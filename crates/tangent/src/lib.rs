#![doc = include_str!("../README.md")]
#![doc(issue_tracker_base_url = "https://github.com/factordynamics/tangent/issues/")]
#![cfg_attr(docsrs, feature(doc_cfg, doc_auto_cfg))]
#![warn(missing_docs)]
#![forbid(unsafe_code)]

pub mod advisor;
pub mod backtest;
pub mod error;

// Re-export main types from sub-crates
pub use tangent_data as data;
pub use tangent_optimize as optimize;
pub use tangent_output as output;
pub use tangent_risk as risk;

pub use advisor::{Advisor, AdvisorConfig, AdvisorRequest, Recommendation};
pub use backtest::{
    Aggregate, BacktestConfig, BacktestReport, Backtester, RoundOutcome, RoundResult, SkipReason,
    Split,
};
pub use error::{AdvisorError, BacktestError};

/// Version information.
pub const VERSION: &str = env!("CARGO_PKG_VERSION");

#[cfg(test)]
mod tests {
    use super::*;

    #[test]
    fn test_version() {
        assert!(!VERSION.is_empty());
    }
}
○ ○ ○ ○
Task instructions :: Reproduce the lines from the one with "types from sub-crates" to the end of the data exactly, leaving out every earlier line.

Worked solution ::
// Re-export main types from sub-crates
pub use tangent_data as data;
pub use tangent_optimize as optimize;
pub use tangent_output as output;
pub use tangent_risk as risk;

pub use advisor::{Advisor, AdvisorConfig, AdvisorRequest, Recommendation};
pub use backtest::{
    Aggregate, BacktestConfig, BacktestReport, Backtester, RoundOutcome, RoundResult, SkipReason,
    Split,
};
pub use error::{AdvisorError, BacktestError};

/// Version information.
pub const VERSION: &str = env!("CARGO_PKG_VERSION");

#[cfg(test)]
mod tests {
    use super::*;

    #[test]
    fn test_version() {
        assert!(!VERSION.is_empty());
    }
}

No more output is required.